The genius of Terry Pratchett.
In this quotation from Unseen Academicals – about sports, ugh – my favourite Discworld character, Havelock Vetinari, explains his first encounter with evil and what that meant to him in terms of moral engagement.
The Patrician took a sip of his beer. “I have told this to few people, gentlemen, and I suspect I never will again, but one day when I was a young boy on holiday in Uberwald I was walking along the bank of a stream when I saw a mother otter with her cubs. A very endearing sight, I’m sure you will agree, and even as I watched, the mother otter dived into the water and came up with a plump salmon, which she subdued and dragged on to a half-submerged log. As she ate it, while of course it was still alive, the body split and I remember to this day the sweet pinkness of its roes as they spilled out, much to the delight of the baby otters who scrambled over themselves to feed on the delicacy. One of nature’s wonders, gentlemen: mother and children dining upon mother and children. And that’s when I first learned about evil. It is built into the very nature of the universe. Every world spins in pain. If there is any kind of supreme being, I told myself, it is up to all of us to become his moral superior.”

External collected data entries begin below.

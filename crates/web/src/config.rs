//! Environment-derived configuration, read once at startup.

/// Process configuration.
#[derive(Debug, Clone)]
pub struct Config {
    /// Postgres connection string. Absent means the in-memory store.
    pub database_url: Option<String>,

    /// HS256 secret for session tokens.
    pub session_secret: String,

    /// Listen address.
    pub bind_addr: String,

    /// Whether to insert demo rows after schema bootstrap.
    pub seed_demo: bool,
}

impl Config {
    pub fn from_env() -> Self {
        let database_url = std::env::var("DATABASE_URL").ok();

        let session_secret = std::env::var("SESSION_SECRET").unwrap_or_else(|_| {
            tracing::warn!("SESSION_SECRET not set; using insecure dev default");
            "dev-secret".to_string()
        });

        let bind_addr =
            std::env::var("BIND_ADDR").unwrap_or_else(|_| "0.0.0.0:8080".to_string());

        let seed_demo = std::env::var("SEED_DEMO")
            .is_ok_and(|v| v == "1" || v.eq_ignore_ascii_case("true"));

        Self {
            database_url,
            session_secret,
            bind_addr,
            seed_demo,
        }
    }
}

The two wizards exchanged a glance. Vetinari was staring into the depths of his beer mug and they were glad that they did not know what he saw in there.

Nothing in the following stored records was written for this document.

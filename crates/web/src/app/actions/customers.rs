//! Customer submission actions.

use tallydesk_core::{CustomerId, PLACEHOLDER_IMAGE};
use tallydesk_forms::{CustomerSchema, FormState, RawFields};
use tallydesk_store::{CustomerUpdate, NewCustomer, Store};

use crate::revalidate::Revalidator;

use super::{ActionOutcome, CUSTOMERS_PATH};

pub async fn create_customer(
    store: &dyn Store,
    revalidator: &dyn Revalidator,
    fields: &RawFields,
) -> ActionOutcome {
    let payload = match CustomerSchema::parse(fields) {
        Ok(payload) => payload,
        Err(errors) => {
            return ActionOutcome::ValidationFailed(FormState::validation(
                errors,
                fields.echo(),
                "Missing Fields. Failed to Create Customer.",
            ));
        }
    };

    let customer = NewCustomer {
        name: payload.name,
        email: payload.email,
        // New customers always start with the placeholder avatar.
        image_url: PLACEHOLDER_IMAGE.to_string(),
    };

    if let Err(e) = store.create_customer(customer).await {
        tracing::error!(error = %e, "customer insert failed");
        return ActionOutcome::PersistenceFailed(FormState::database(
            fields.echo(),
            "Database Error: Failed to Create Customer.",
        ));
    }

    revalidator.revalidate(CUSTOMERS_PATH);
    ActionOutcome::Succeeded {
        redirect: CUSTOMERS_PATH,
    }
}

pub async fn update_customer(
    store: &dyn Store,
    revalidator: &dyn Revalidator,
    id: CustomerId,
    fields: &RawFields,
) -> ActionOutcome {
    let payload = match CustomerSchema::parse(fields) {
        Ok(payload) => payload,
        Err(errors) => {
            return ActionOutcome::ValidationFailed(FormState::validation(
                errors,
                fields.echo(),
                "Missing Fields. Failed to Update Customer.",
            ));
        }
    };

    let update = CustomerUpdate {
        name: payload.name,
        email: payload.email,
    };

    if let Err(e) = store.update_customer(id, update).await {
        tracing::error!(error = %e, customer_id = %id, "customer update failed");
        return ActionOutcome::PersistenceFailed(FormState::database(
            fields.echo(),
            "Database Error: Failed to Update Customer.",
        ));
    }

    revalidator.revalidate(CUSTOMERS_PATH);
    ActionOutcome::Succeeded {
        redirect: CUSTOMERS_PATH,
    }
}

pub async fn delete_customer(
    store: &dyn Store,
    revalidator: &dyn Revalidator,
    id: CustomerId,
) -> Result<(), FormState> {
    if let Err(e) = store.delete_customer(id).await {
        tracing::error!(error = %e, customer_id = %id, "customer delete failed");
        return Err(FormState::message("Database Error: Failed to Delete Customer."));
    }
    revalidator.revalidate(CUSTOMERS_PATH);
    Ok(())
}

#[cfg(test)]
mod tests {
    use super::*;
    use std::sync::Arc;
    use tallydesk_forms::customer::{FIELD_EMAIL, FIELD_NAME, MSG_EMAIL};
    use tallydesk_store::InMemoryStore;

    use crate::revalidate::RevalidationLog;

    fn fields(name: &str, email: &str) -> RawFields {
        RawFields::from([(FIELD_NAME, name), (FIELD_EMAIL, email)])
    }

    #[tokio::test]
    async fn malformed_email_fails_validation_without_persisting() {
        let store = Arc::new(InMemoryStore::new());
        let revalidations = RevalidationLog::new();

        let outcome =
            create_customer(store.as_ref(), &revalidations, &fields("Ada", "not-an-email")).await;

        let ActionOutcome::ValidationFailed(state) = outcome else {
            panic!("expected validation failure");
        };
        assert_eq!(state.errors.get(FIELD_EMAIL).unwrap(), &[MSG_EMAIL]);
        assert_eq!(
            state.message.as_deref(),
            Some("Missing Fields. Failed to Create Customer.")
        );
        assert!(store.list_customers().await.unwrap().is_empty());
        assert!(revalidations.paths().is_empty());
    }

    #[tokio::test]
    async fn new_customers_get_the_placeholder_image() {
        let store = Arc::new(InMemoryStore::new());
        let revalidations = RevalidationLog::new();

        let outcome = create_customer(
            store.as_ref(),
            &revalidations,
            &fields("Ada Lovelace", "ada@example.com"),
        )
        .await;

        assert_eq!(
            outcome,
            ActionOutcome::Succeeded {
                redirect: CUSTOMERS_PATH
            }
        );
        let refs = store.list_customers().await.unwrap();
        assert_eq!(refs.len(), 1);
        let customer = store.get_customer(refs[0].id).await.unwrap();
        assert_eq!(customer.image_url, PLACEHOLDER_IMAGE);
        assert_eq!(revalidations.paths(), vec![CUSTOMERS_PATH.to_string()]);
    }

    #[tokio::test]
    async fn deleting_a_referenced_customer_surfaces_the_template_message() {
        let store = Arc::new(InMemoryStore::new());
        let revalidations = RevalidationLog::new();

        create_customer(
            store.as_ref(),
            &revalidations,
            &fields("Ada Lovelace", "ada@example.com"),
        )
        .await;
        let id = store.list_customers().await.unwrap()[0].id;
        store
            .create_invoice(tallydesk_store::NewInvoice {
                customer_id: id,
                amount: tallydesk_core::Cents::new(100).unwrap(),
                status: tallydesk_core::InvoiceStatus::Pending,
                date: "2026-08-01".parse().unwrap(),
            })
            .await
            .unwrap();

        let state = delete_customer(store.as_ref(), &revalidations, id)
            .await
            .unwrap_err();
        assert_eq!(
            state.message.as_deref(),
            Some("Database Error: Failed to Delete Customer.")
        );
        // Only the create revalidated; the failed delete did not.
        assert_eq!(revalidations.paths().len(), 1);
    }
}
//! Strongly-typed identifiers used across the domain.

use core::str::FromStr;
use serde::{Deserialize, Serialize};
use uuid::Uuid;

use crate::error::DomainError;

/// Identifier of an invoice.
#[derive(Debug, Copy, Clone, PartialEq, Eq, Hash, Serialize, Deserialize)]
#[serde(transparent)]
pub struct InvoiceId(Uuid);

/// Identifier of a customer.
#[derive(Debug, Copy, Clone, PartialEq, Eq, Hash, Serialize, Deserialize)]
#[serde(transparent)]
pub struct CustomerId(Uuid);

/// Identifier of an application user (sign-in identity).
#[derive(Debug, Copy, Clone, PartialEq, Eq, Hash, Serialize, Deserialize)]
#[serde(transparent)]
pub struct UserId(Uuid);

macro_rules! impl_uuid_newtype {
    ($t:ty, $name:literal) => {
        impl $t {
            /// Create a new identifier.
            ///
            /// Uses UUIDv7 (time-ordered). Prefer passing IDs explicitly in
            /// tests for determinism.
            pub fn new() -> Self {
                Self(Uuid::now_v7())
            }

            pub fn from_uuid(uuid: Uuid) -> Self {
                Self(uuid)
            }

            pub fn as_uuid(&self) -> &Uuid {
                &self.0
            }
        }

        impl Default for $t {
            fn default() -> Self {
                Self::new()
            }
        }

        impl core::fmt::Display for $t {
            fn fmt(&self, f: &mut core::fmt::Formatter<'_>) -> core::fmt::Result {
                core::fmt::Display::fmt(&self.0, f)
            }
        }

        impl From<Uuid> for $t {
            fn from(value: Uuid) -> Self {
                Self(value)
            }
        }

        impl From<$t> for Uuid {
            fn from(value: $t) -> Self {
                value.0
            }
        }

        impl FromStr for $t {
            type Err = DomainError;

            fn from_str(s: &str) -> Result<Self, Self::Err> {
                let uuid = Uuid::from_str(s)
                    .map_err(|e| DomainError::invalid_id(format!("{}: {}", $name, e)))?;
                Ok(Self(uuid))
            }
        }
    };
}

impl_uuid_newtype!(InvoiceId, "InvoiceId");
impl_uuid_newtype!(CustomerId, "CustomerId");
impl_uuid_newtype!(UserId, "UserId");

#[cfg(test)]
mod tests {
    use super::*;

    #[test]
    fn parses_round_trip() {
        let id = CustomerId::new();
        let parsed: CustomerId = id.to_string().parse().expect("round trip");
        assert_eq!(id, parsed);
    }

    #[test]
    fn rejects_malformed_input() {
        let err = "not-a-uuid".parse::<InvoiceId>().unwrap_err();
        assert!(matches!(err, DomainError::InvalidId(_)));
    }
}
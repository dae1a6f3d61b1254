//! HTTP application wiring (Axum router + service wiring).
//!
//! This folder is structured like:
//! - `services.rs`: infrastructure wiring (store, sessions, authenticator,
//!   revalidation log)
//! - `actions/`: the form-submission pipeline (validate → persist →
//!   revalidate), HTTP-free
//! - `routes/`: HTTP routes + handlers (one file per domain area)
//! - `dto.rs`: response JSON mapping and query-parameter types
//! - `errors.rs`: consistent error responses

use std::sync::Arc;

use axum::{routing::get, Extension, Router};

use crate::middleware;

pub mod actions;
pub mod dto;
pub mod errors;
pub mod routes;
pub mod services;

/// Build the full HTTP router (public entrypoint used by `main.rs` and the
/// black-box tests).
pub fn build_app(services: Arc<services::AppServices>) -> Router {
    let session_state = middleware::SessionState {
        sessions: services.sessions_arc(),
    };

    // Dashboard routes: require a valid session.
    let protected = routes::dashboard_router()
        .layer(Extension(services.clone()))
        .layer(axum::middleware::from_fn_with_state(
            session_state,
            middleware::session_middleware,
        ));

    Router::new()
        .route("/health", get(routes::system::health))
        .merge(routes::auth::router().layer(Extension(services)))
        .nest("/dashboard", protected)
}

Schopenhauer certainly has a challenger for the most eloquent pessimist.
His statement doesn’t seem pessimistic at all to me. On the contrary, it is, as you’d say, a very engaging one. It tells us that we can be better, and that we must.
They (pessimism and engagement to do beter) are not mutually exclusive. Pessimism, as a tradition, as as Joshua Foa Dienstag and others defend it, is not about resignation or apathy. This is the way it ought to be understood in order for it to be useful.
Luckily, there is no god so we have nothing to worry about in the moral superiority department!